- _What to work on_: From the records that follow, copy every line that contains the word "ReceivablesAgingReport".

- _Material to process_:
........
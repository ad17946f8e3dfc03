//! Flat row views of reports for spreadsheet export.

use std::fmt;

use rust_decimal::Decimal;

use super::types::{CashSessionsReport, KardexReport, ReceivablesAgingReport, SalesReport};

/// One exported value. Numbers stay numeric in spreadsheets.
#[derive(Debug, Clone, PartialEq, Eq)]
pub enum Cell {
    /// Free text.
    Text(String),
    /// Amount, quantity or count.
    Number(Decimal),
}

impl fmt::Display for Cell {
    fn fmt(&self, f: &mut fmt::Formatter<'_>) -> fmt::Result {
        match self {
            Self::Text(s) => f.write_str(s),
            Self::Number(n) => write!(f, "{n}"),
        }
    }
}

impl From<String> for Cell {
    fn from(value: String) -> Self {
        Self::Text(value)
    }
}

impl From<Decimal> for Cell {
    fn from(value: Decimal) -> Self {
        Self::Number(value)
    }
}

impl From<i32> for Cell {
    fn from(value: i32) -> Self {
        Self::Number(Decimal::from(value))
    }
}

impl From<u64> for Cell {
    fn from(value: u64) -> Self {
        Self::Number(Decimal::from(value))
    }
}

/// A report that can be flattened into header + rows.
pub trait Tabular {
    /// Column names.
    fn headers(&self) -> Vec<&'static str>;

    /// Data rows, one cell per column.
    fn rows(&self) -> Vec<Vec<Cell>>;

    /// Suggested file stem for downloads.
    fn file_stem(&self) -> String;
}

impl Tabular for SalesReport {
    fn headers(&self) -> Vec<&'static str> {
        vec!["key", "label", "count", "total", "percentage"]
    }

    fn rows(&self) -> Vec<Vec<Cell>> {
        self.groups
            .iter()
            .map(|g| {
                vec![
                    g.key.clone().into(),
                    g.label.clone().into(),
                    g.count.into(),
                    g.total.into(),
                    g.percentage.into(),
                ]
            })
            .collect()
    }

    fn file_stem(&self) -> String {
        format!("{}_{}_{}", self.report_type, self.from, self.to)
    }
}

impl Tabular for ReceivablesAgingReport {
    fn headers(&self) -> Vec<&'static str> {
        vec![
            "client_id",
            "client_name",
            "0-30",
            "31-60",
            "61-90",
            "90+",
            "total",
            "oldest_unpaid",
        ]
    }

    fn rows(&self) -> Vec<Vec<Cell>> {
        self.clients
            .iter()
            .map(|c| {
                vec![
                    c.client_id.into_inner().into(),
                    c.client_name.clone().into(),
                    c.buckets.current.into(),
                    c.buckets.days_31_60.into(),
                    c.buckets.days_61_90.into(),
                    c.buckets.over_90.into(),
                    c.total.into(),
                    c.oldest_unpaid.map(|d| d.to_string()).unwrap_or_default().into(),
                ]
            })
            .collect()
    }

    fn file_stem(&self) -> String {
        format!("{}_{}", self.report_type, self.as_of)
    }
}

impl Tabular for KardexReport {
    fn headers(&self) -> Vec<&'static str> {
        vec![
            "date",
            "kind",
            "quantity_in",
            "quantity_out",
            "unit_cost",
            "balance_quantity",
            "average_cost",
            "balance_value",
            "reference",
        ]
    }

    fn rows(&self) -> Vec<Vec<Cell>> {
        self.kardex
            .lines
            .iter()
            .map(|l| {
                vec![
                    l.date.to_rfc3339().into(),
                    l.kind.to_string().into(),
                    l.quantity_in.into(),
                    l.quantity_out.into(),
                    l.unit_cost.into(),
                    l.balance_quantity.into(),
                    l.average_cost.into(),
                    l.balance_value.into(),
                    l.reference.clone().unwrap_or_default().into(),
                ]
            })
            .collect()
    }

    fn file_stem(&self) -> String {
        format!("kardex_{}_{}_{}", self.sku, self.from, self.to)
    }
}

impl Tabular for CashSessionsReport {
    fn headers(&self) -> Vec<&'static str> {
        vec![
            "session_id",
            "opened_at",
            "closed_at",
            "opened_by",
            "counted_by",
            "opening_amount",
            "expected_cash",
            "counted_cash",
            "difference",
        ]
    }

    fn rows(&self) -> Vec<Vec<Cell>> {
        self.sessions
            .iter()
            .map(|s| {
                vec![
                    s.session_id.into_inner().into(),
                    s.opened_at.to_rfc3339().into(),
                    s.closed_at.map(|d| d.to_rfc3339()).unwrap_or_default().into(),
                    s.opened_by.clone().into(),
                    s.counted_by.clone().unwrap_or_default().into(),
                    s.opening_amount.into(),
                    s.expected_cash.into(),
                    s.counted_cash.into(),
                    s.difference.into(),
                ]
            })
            .collect()
    }

    fn file_stem(&self) -> String {
        format!("{}_{}_{}", self.report_type, self.from, self.to)
    }
}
........
- _Solution_:
use super::types::{CashSessionsReport, KardexReport, ReceivablesAgingReport, SalesReport};
impl Tabular for ReceivablesAgingReport {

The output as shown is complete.